- In the past seven years, complaints about unwanted telemarketing calls have dropped by more than 80 percent.
- Consumer protection mainly attributes this development to the use of advertising call filters and stricter laws.
Since 2015, the number of complaints has fallen from 27,908 to 2,714 in the first half of the current year. Extrapolated for the whole year, there are likely to be around 5,500 complaints in 2022. This was the result of an evaluation by the Alliance of Consumer Protection Organizations, as stated in their announcement.
Since 2012, advertising calls have been punishable despite a star entry. Calls are permitted if someone agrees or if there is a business relationship. According to consumer protection, enforcing this provision proved difficult in practice.
Default enabled filter required
Although the revised Telecommunications Ordinance since July 1 of last year has required all telecom providers to offer their customers protection against illegal advertising calls, this is not automatic. While Salt and Quickline have switched on the advertising call filter for all customers, Swisscom and Sunrise customers have to become active.

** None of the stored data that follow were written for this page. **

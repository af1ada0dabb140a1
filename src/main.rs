use anyhow::{anyhow, Context};
use clap::{Parser, Subcommand};
use std::path::PathBuf;
use std::sync::Arc;
use tokio_util::sync::CancellationToken;
use tracing::{error, info, warn};
use tracing_subscriber::EnvFilter;

use arcade_leaderboard::{
    config::Settings,
    models::LeaderboardEntry,
    refresh::{LeaderboardState, RefreshOutcome, Refresher},
    scoring::{self, badges},
    server,
    sources::{DataSourceResolver, HealthCheck, SourceClientConfig},
};

mod tui_main;

#[derive(Parser)]
#[clap(name = "arcade-leaderboard")]
#[clap(about = "Rank arcade participants by badge milestones", long_about = None)]
struct Cli {
    /// Configuration file (defaults to config/default and config/local)
    #[clap(short, long, global = true)]
    config: Option<PathBuf>,

    #[clap(subcommand)]
    command: Commands,
}

#[derive(Subcommand)]
enum Commands {
    /// Load the leaderboard once and print it
    Show {
        /// Only print the top N participants
        #[clap(short, long)]
        limit: Option<usize>,

        /// Print the API JSON payload instead of a table
        #[clap(long)]
        json: bool,
    },

    /// Launch interactive TUI
    Tui,

    /// Serve the leaderboard backend
    Serve {
        /// Port to listen on
        #[clap(short, long)]
        port: Option<u16>,
    },

    /// Classify badge titles and score them
    Tally {
        /// Participant name
        #[clap(short, long, default_value = "Unknown")]
        name: String,

        /// File with one badge title per line
        #[clap(short, long)]
        file: Option<PathBuf>,

        /// Badge titles
        titles: Vec<String>,
    },

    /// Check the leaderboard API health endpoint
    Health {
        /// Endpoint to check (defaults to the configured API)
        #[clap(short, long)]
        url: Option<String>,
    },
}

fn load_settings(path: Option<&PathBuf>) -> anyhow::Result<Settings> {
    let settings = match path {
        Some(path) => Settings::from_file(path)
            .with_context(|| format!("Failed to load configuration from {}", path.display()))?,
        None => Settings::new().context("Failed to load configuration")?,
    };

    settings
        .validate()
        .map_err(|e| anyhow!("Invalid settings: {}", e))?;
    Ok(settings)
}

fn init_logging(level: &str) {
    let filter = EnvFilter::try_from_default_env().unwrap_or_else(|_| EnvFilter::new(level));
    tracing_subscriber::fmt().with_env_filter(filter).init();
}

#[tokio::main]
async fn main() -> anyhow::Result<()> {
    let cli = Cli::parse();
    let settings = load_settings(cli.config.as_ref())?;

    if !matches!(cli.command, Commands::Tui) {
        init_logging(&settings.app.log_level);
    }

    match cli.command {
        Commands::Show { limit, json } => show(&settings, limit, json).await?,

        Commands::Tui => tui_main::run_tui(&settings).await?,

        Commands::Serve { port } => {
            let mut settings = settings;
            if let Some(port) = port {
                settings.server.port = port;
            }

            let shutdown = CancellationToken::new();
            let signal = shutdown.clone();
            tokio::spawn(async move {
                if tokio::signal::ctrl_c().await.is_ok() {
                    info!("Shutdown requested");
                }
                signal.cancel();
            });

            server::run(&settings, shutdown).await?;
        }

        Commands::Tally {
            name,
            file,
            mut titles,
        } => {
            if let Some(path) = file {
                let contents = tokio::fs::read_to_string(&path)
                    .await
                    .with_context(|| format!("Failed to read {}", path.display()))?;
                titles.extend(
                    contents
                        .lines()
                        .map(str::trim)
                        .filter(|l| !l.is_empty())
                        .map(String::from),
                );
            }

            let record = badges::tally(&name, titles.iter().map(String::as_str));
            let result = scoring::score(&record);

            println!("\n=== Badge Tally: {} ===", record.name);
            for title in &titles {
                println!("  [{}] {}", badges::classify(title).as_str(), title);
            }
            println!();
            println!("Arcade games:         {}", record.arcade_games);
            println!("Special arcade games: {}", record.special_arcade_games);
            println!("Trivia games:         {}", record.trivia_games);
            println!("Skill badges:         {}", record.skill_badges);
            println!("Lab-free courses:     {}", record.lab_free_courses);
            println!("\nTotal points: {}", result.score);
            println!("Milestone:    {}", result.milestone);
        }

        Commands::Health { url } => {
            let url = url.unwrap_or_else(|| settings.health_url());
            let health = HealthCheck::new(url, &SourceClientConfig::from_settings(&settings))?;
            if health.check().await {
                println!("✅ {} is healthy", health.url());
            } else {
                return Err(anyhow!("{} is not healthy", health.url()));
            }
        }
    }

    Ok(())
}

async fn show(settings: &Settings, limit: Option<usize>, json: bool) -> anyhow::Result<()> {
    let resolver = DataSourceResolver::from_settings(settings)?;
    info!("Sources: {}", resolver.source_names().join(", "));

    let refresher = Refresher::new(Arc::new(resolver), Arc::new(LeaderboardState::new()));
    match refresher.refresh().await {
        RefreshOutcome::Committed { .. } => {}
        RefreshOutcome::Failed { error, .. } => {
            error!("Failed to load leaderboard: {}", error);
            return Err(anyhow!(error));
        }
        other => {
            warn!("Refresh ended without data: {:?}", other);
            return Err(anyhow!("Leaderboard refresh did not complete"));
        }
    }

    let snapshot = refresher.state().snapshot();
    let shown = limit.unwrap_or(snapshot.participants.len());
    let participants = snapshot.participants.iter().take(shown);

    if json {
        let entries: Vec<LeaderboardEntry> = participants
            .map(|p| LeaderboardEntry::from(&p.participant))
            .collect();
        println!("{}", serde_json::to_string_pretty(&entries)?);
        return Ok(());
    }

    println!(
        "\n=== Arcade Leaderboard ({} participants, from {}) ===",
        snapshot.participants.len(),
        snapshot.source.as_deref().unwrap_or("unknown")
    );
    println!("{:>5}  {:<32} {:>7}  {}", "Rank", "Name", "Points", "Milestone");
    for entry in participants {
        let p = &entry.participant;
        println!("{:>5}  {:<32} {:>7}  {}", entry.rank, p.name, p.score, p.milestone);
    }

    Ok(())
}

Many Swisscom customers and especially Sunrise do not yet know that they have to switch on the advertising call filter.
“Many Swisscom customers and especially Sunrise do not yet know that they have to turn on the advertising call filter,” said Consumer Protection President Nadine Masshardt in the statement. From the consumer’s point of view, it would be desirable if these filters were activated by default, because they are the best way to prevent illegal advertising calls and telephone fraud.
Allianz bundles organizations from three language regions
In the alliance of consumer protection organizations, Swiss consumer protection organizations from three language regions coordinate their work: in addition to consumer protection, there are the FRC (Fédération romande des consommateurs) and the ACSI (Associazione consumatrici e consumatori della Svizzera italiana).
According to its own statements, consumer protection is a private foundation founded in 1964 and based in Bern. According to this, 87 percent of its income comes from patronage contributions and the sale of guidebooks, 13 percent from a federal contribution.